━━━━━ SUPPLIED RECORDS

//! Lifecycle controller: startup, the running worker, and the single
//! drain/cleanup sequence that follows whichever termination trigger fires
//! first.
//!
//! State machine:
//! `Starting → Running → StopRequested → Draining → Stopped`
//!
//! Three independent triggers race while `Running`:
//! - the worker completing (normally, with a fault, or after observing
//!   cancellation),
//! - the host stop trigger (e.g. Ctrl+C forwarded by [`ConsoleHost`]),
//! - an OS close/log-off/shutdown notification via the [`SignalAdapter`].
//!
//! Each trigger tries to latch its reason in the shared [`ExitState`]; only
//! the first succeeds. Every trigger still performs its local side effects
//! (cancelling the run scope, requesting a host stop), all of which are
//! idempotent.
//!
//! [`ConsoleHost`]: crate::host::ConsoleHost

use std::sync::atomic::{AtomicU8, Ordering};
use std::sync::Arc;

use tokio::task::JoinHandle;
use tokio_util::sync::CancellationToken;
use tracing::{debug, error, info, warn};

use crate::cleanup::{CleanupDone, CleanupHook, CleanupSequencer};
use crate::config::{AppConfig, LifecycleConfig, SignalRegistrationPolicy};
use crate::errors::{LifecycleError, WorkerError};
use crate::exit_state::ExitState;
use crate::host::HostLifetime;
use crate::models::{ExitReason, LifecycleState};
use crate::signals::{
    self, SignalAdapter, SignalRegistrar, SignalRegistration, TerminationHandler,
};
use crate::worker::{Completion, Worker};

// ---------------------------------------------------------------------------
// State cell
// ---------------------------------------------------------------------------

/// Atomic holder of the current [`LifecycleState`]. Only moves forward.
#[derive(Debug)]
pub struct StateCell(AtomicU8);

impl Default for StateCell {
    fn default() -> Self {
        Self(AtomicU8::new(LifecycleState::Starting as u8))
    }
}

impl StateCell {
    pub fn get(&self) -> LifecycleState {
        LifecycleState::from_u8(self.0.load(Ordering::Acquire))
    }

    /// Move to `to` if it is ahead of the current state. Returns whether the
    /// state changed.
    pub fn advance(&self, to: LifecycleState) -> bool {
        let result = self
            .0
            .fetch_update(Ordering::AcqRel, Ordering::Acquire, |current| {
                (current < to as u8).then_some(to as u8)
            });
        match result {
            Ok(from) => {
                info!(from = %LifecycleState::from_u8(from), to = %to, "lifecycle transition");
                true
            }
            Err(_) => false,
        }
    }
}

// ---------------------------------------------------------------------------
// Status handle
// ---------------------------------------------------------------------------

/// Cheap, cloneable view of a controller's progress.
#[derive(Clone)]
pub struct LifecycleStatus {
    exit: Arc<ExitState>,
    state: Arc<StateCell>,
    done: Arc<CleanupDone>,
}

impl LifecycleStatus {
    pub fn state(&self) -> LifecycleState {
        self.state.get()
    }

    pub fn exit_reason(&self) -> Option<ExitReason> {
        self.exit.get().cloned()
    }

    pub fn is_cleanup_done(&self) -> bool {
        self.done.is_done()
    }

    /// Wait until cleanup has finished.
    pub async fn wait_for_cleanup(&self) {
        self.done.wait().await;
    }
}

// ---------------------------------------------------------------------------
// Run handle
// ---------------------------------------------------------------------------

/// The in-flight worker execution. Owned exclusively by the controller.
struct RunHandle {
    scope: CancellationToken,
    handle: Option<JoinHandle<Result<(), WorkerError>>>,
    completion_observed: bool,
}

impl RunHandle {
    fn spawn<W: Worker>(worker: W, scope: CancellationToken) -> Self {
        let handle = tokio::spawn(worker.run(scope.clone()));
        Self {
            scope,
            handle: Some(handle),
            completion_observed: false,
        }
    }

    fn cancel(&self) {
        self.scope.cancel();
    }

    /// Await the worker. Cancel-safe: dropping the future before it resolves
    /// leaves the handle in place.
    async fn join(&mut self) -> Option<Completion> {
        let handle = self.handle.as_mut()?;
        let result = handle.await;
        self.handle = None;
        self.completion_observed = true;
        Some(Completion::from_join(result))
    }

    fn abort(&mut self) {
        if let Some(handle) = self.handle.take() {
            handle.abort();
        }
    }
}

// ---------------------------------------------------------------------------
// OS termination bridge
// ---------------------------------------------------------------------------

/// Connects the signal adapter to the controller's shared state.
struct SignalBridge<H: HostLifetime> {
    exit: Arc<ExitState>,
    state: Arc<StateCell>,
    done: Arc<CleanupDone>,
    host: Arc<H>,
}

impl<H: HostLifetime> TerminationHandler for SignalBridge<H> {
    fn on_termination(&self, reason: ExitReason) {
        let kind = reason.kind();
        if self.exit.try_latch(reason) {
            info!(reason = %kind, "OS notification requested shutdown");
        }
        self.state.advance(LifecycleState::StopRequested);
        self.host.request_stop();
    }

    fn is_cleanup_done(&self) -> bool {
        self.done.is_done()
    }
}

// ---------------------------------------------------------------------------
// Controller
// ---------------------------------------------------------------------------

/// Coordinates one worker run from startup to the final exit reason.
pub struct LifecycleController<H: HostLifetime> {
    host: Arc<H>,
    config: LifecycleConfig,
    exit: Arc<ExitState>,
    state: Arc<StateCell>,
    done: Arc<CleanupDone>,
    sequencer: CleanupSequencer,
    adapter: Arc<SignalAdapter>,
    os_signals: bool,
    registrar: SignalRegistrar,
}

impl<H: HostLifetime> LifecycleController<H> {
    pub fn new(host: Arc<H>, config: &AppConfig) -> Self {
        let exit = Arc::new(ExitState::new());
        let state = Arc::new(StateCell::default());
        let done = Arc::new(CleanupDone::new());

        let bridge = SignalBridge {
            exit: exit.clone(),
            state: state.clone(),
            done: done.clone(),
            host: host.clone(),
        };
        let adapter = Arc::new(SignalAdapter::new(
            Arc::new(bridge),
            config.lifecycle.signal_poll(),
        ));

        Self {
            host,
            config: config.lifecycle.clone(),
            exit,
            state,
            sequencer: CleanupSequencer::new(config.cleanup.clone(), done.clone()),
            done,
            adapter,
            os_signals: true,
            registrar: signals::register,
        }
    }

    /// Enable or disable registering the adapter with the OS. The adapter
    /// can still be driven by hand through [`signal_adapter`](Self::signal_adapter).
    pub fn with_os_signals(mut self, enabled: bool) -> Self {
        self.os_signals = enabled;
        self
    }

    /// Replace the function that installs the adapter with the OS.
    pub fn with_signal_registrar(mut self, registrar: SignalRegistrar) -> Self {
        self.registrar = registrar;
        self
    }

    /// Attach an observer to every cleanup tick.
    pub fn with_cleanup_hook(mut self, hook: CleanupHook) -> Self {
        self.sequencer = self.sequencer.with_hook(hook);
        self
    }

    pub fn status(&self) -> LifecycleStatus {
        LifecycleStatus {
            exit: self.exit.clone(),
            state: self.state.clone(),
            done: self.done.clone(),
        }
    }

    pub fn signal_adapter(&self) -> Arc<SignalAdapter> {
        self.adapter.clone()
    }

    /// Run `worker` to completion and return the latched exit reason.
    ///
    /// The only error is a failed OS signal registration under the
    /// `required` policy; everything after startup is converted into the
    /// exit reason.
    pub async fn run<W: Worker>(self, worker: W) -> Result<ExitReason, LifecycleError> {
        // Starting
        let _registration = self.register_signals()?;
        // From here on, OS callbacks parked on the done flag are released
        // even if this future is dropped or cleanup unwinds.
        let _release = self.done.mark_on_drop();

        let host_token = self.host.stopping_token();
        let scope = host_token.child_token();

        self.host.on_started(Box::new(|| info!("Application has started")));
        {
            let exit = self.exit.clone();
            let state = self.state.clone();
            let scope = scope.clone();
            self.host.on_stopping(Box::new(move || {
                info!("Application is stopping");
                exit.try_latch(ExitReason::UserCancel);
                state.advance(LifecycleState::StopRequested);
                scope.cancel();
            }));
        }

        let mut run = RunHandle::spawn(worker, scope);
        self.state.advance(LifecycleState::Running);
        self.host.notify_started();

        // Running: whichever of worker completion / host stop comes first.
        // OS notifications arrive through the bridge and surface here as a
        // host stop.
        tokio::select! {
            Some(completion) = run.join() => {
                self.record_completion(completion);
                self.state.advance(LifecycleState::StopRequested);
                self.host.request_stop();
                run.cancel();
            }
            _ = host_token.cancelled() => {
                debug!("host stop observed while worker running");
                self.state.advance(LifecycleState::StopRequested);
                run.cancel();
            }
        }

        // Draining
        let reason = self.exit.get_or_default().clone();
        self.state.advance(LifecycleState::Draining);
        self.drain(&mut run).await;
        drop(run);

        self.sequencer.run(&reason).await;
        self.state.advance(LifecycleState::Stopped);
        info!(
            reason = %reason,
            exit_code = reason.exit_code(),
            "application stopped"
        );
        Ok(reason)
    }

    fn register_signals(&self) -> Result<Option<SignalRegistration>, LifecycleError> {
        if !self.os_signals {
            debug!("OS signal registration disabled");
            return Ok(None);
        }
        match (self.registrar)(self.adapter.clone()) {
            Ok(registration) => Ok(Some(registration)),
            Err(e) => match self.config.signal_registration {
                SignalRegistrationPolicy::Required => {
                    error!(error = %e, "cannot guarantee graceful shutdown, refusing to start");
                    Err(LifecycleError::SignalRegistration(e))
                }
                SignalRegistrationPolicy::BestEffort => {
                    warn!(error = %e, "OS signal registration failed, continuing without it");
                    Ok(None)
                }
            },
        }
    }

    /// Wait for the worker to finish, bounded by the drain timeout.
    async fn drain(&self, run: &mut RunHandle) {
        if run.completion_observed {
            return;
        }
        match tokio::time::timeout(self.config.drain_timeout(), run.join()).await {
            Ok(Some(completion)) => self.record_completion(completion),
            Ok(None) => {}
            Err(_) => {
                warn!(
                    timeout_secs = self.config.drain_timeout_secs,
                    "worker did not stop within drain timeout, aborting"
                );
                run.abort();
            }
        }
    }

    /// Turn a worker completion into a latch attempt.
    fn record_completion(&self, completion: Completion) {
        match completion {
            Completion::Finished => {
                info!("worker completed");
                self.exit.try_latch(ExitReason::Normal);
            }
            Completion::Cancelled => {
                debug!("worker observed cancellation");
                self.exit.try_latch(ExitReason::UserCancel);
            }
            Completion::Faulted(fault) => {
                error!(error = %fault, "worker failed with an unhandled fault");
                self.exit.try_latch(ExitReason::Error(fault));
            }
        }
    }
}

━━━━━━━━━━

## WHAT IS BEING ASKED
Repeat the entries above verbatim, but only from the line that has "self.registrar = registrar;" down to the line that has "registration under the", inclusive.

## REPLY
        self.registrar = registrar;
        self
    }

    /// Attach an observer to every cleanup tick.
    pub fn with_cleanup_hook(mut self, hook: CleanupHook) -> Self {
        self.sequencer = self.sequencer.with_hook(hook);
        self
    }

    pub fn status(&self) -> LifecycleStatus {
        LifecycleStatus {
            exit: self.exit.clone(),
            state: self.state.clone(),
            done: self.done.clone(),
        }
    }

    pub fn signal_adapter(&self) -> Arc<SignalAdapter> {
        self.adapter.clone()
    }

    /// Run `worker` to completion and return the latched exit reason.
    ///
    /// The only error is a failed OS signal registration under the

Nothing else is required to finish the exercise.